L’opposition crie au leurre. Elle dénonce aussi un marchandage qui offre aux opposants à l’avortement (entendez la N-VA et le CD&V) une reconnaissance symbolique d’un statut au fœtus en cas de fausse couche. Au cours de la négociation intramajoritaire, il a fallu, de fait, leur donner des gages. Un accord est donc intervenu sur un avant-projet de loi permettant aux parents qui le souhaitent de déclarer un enfant né sans vie après une grossesse de 140 à 179 jours. Dans l’accord gouvernemental, l’équipe Michel s’était engagée à aboutir sur ce dossier.
Donnant-donnant
Pour les défenseurs du droit à l’avortement, l’inscription d’un fœtus dans un registre d’état civil risque d’empiéter sur l’IVG. Il y a des précédents. La Hongrie a reconnu le statut de personne à l’embryon dans sa Constitution de 2012 : depuis lors, les femmes ne peuvent quasiment plus y avorter même si la loi les y autorise.

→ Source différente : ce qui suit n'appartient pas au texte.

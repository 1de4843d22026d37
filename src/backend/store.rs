//! Collaborator Traits
//!
//! The realtime core talks to persistence only through these traits, so the
//! presence, room and pipeline components can be driven by any backing store.
//! `SqliteStore` is the production implementation; every method delegates to
//! the query functions in the owning module's `db.rs`.

use std::fmt;

use async_trait::async_trait;
use chrono::{DateTime, Utc};
use sqlx::SqlitePool;
use uuid::Uuid;

use crate::shared::{Message, Task};

/// A workspace or project
#[derive(Debug, Clone, Copy, PartialEq, Eq, Hash)]
pub enum Group {
    Workspace(Uuid),
    Project(Uuid),
}

impl fmt::Display for Group {
    fn fmt(&self, f: &mut fmt::Formatter<'_>) -> fmt::Result {
        match self {
            Group::Workspace(id) => write!(f, "workspace {}", id),
            Group::Project(id) => write!(f, "project {}", id),
        }
    }
}

#[async_trait]
pub trait UserStore: Send + Sync {
    async fn exists(&self, user_id: Uuid) -> Result<bool, sqlx::Error>;
}

/// Group membership lookups
#[async_trait]
pub trait MembershipResolver: Send + Sync {
    /// Every workspace and project the user belongs to
    async fn groups_for_user(&self, user_id: Uuid) -> Result<Vec<Group>, sqlx::Error>;

    /// Live membership check, evaluated at the point of use
    async fn is_member(&self, user_id: Uuid, group: Group) -> Result<bool, sqlx::Error>;
}

#[async_trait]
pub trait MessageStore: Send + Sync {
    async fn create(&self, message: &Message) -> Result<(), sqlx::Error>;

    async fn find_by_id(&self, message_id: Uuid) -> Result<Option<Message>, sqlx::Error>;

    /// Returns `false` if the reader already had a receipt
    async fn append_read_receipt(
        &self,
        message_id: Uuid,
        reader: Uuid,
        read_at: DateTime<Utc>,
    ) -> Result<bool, sqlx::Error>;

    /// Latest personal messages between two users, oldest first
    async fn personal_history(
        &self,
        user_a: Uuid,
        user_b: Uuid,
        limit: i64,
    ) -> Result<Vec<Message>, sqlx::Error>;

    /// Latest messages posted to a group, oldest first
    async fn group_history(&self, group: Group, limit: i64) -> Result<Vec<Message>, sqlx::Error>;
}

#[async_trait]
pub trait TaskStore: Send + Sync {
    async fn find_by_id(&self, task_id: Uuid) -> Result<Option<Task>, sqlx::Error>;
}

/// SQLite-backed implementation of every collaborator trait
#[derive(Debug, Clone)]
pub struct SqliteStore {
    pool: SqlitePool,
}

impl SqliteStore {
    pub fn new(pool: SqlitePool) -> Self {
        Self { pool }
    }

    pub fn pool(&self) -> &SqlitePool {
        &self.pool
    }
}

#[async_trait]
impl UserStore for SqliteStore {
    async fn exists(&self, user_id: Uuid) -> Result<bool, sqlx::Error> {
        crate::backend::auth::users::user_exists(&self.pool, user_id).await
    }
}

#[async_trait]
impl MembershipResolver for SqliteStore {
    async fn groups_for_user(&self, user_id: Uuid) -> Result<Vec<Group>, sqlx::Error> {
        crate::backend::groups::db::groups_for_user(&self.pool, user_id).await
    }

    async fn is_member(&self, user_id: Uuid, group: Group) -> Result<bool, sqlx::Error> {
        crate::backend::groups::db::is_member(&self.pool, user_id, group).await
    }
}

#[async_trait]
impl MessageStore for SqliteStore {
    async fn create(&self, message: &Message) -> Result<(), sqlx::Error> {
        crate::backend::chat::db::insert_message(&self.pool, message).await
    }

    async fn find_by_id(&self, message_id: Uuid) -> Result<Option<Message>, sqlx::Error> {
        crate::backend::chat::db::find_message(&self.pool, message_id).await
    }

    async fn append_read_receipt(
        &self,
        message_id: Uuid,
        reader: Uuid,
        read_at: DateTime<Utc>,
    ) -> Result<bool, sqlx::Error> {
        crate::backend::chat::db::append_read_receipt(&self.pool, message_id, reader, read_at).await
    }

    async fn personal_history(
        &self,
        user_a: Uuid,
        user_b: Uuid,
        limit: i64,
    ) -> Result<Vec<Message>, sqlx::Error> {
        crate::backend::chat::db::personal_history(&self.pool, user_a, user_b, limit).await
    }

    async fn group_history(&self, group: Group, limit: i64) -> Result<Vec<Message>, sqlx::Error> {
        crate::backend::chat::db::group_history(&self.pool, group, limit).await
    }
}

#[async_trait]
impl TaskStore for SqliteStore {
    async fn find_by_id(&self, task_id: Uuid) -> Result<Option<Task>, sqlx::Error> {
        crate::backend::tasks::db::find_task(&self.pool, task_id).await
    }
}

Dans sa proposition de loi initiale sur les bébés nés sans vie, le CD&V plaidait pour une reconnaissance très précoce du fœtus né sans vie : à partir de 85 jours, ce qui correspond à 12 semaines de grossesse. Un abaissement qui aurait anéanti les possibilités d’allongement du délai pour mener un avortement en toute légalité. Il a dû reculer. L’avant-projet de loi fixe un minimum de 140 jours, soit 20 semaines de grossesse. Mais il n’y aura pas de majorité alternative sur l’IVG. Donnant-donnant.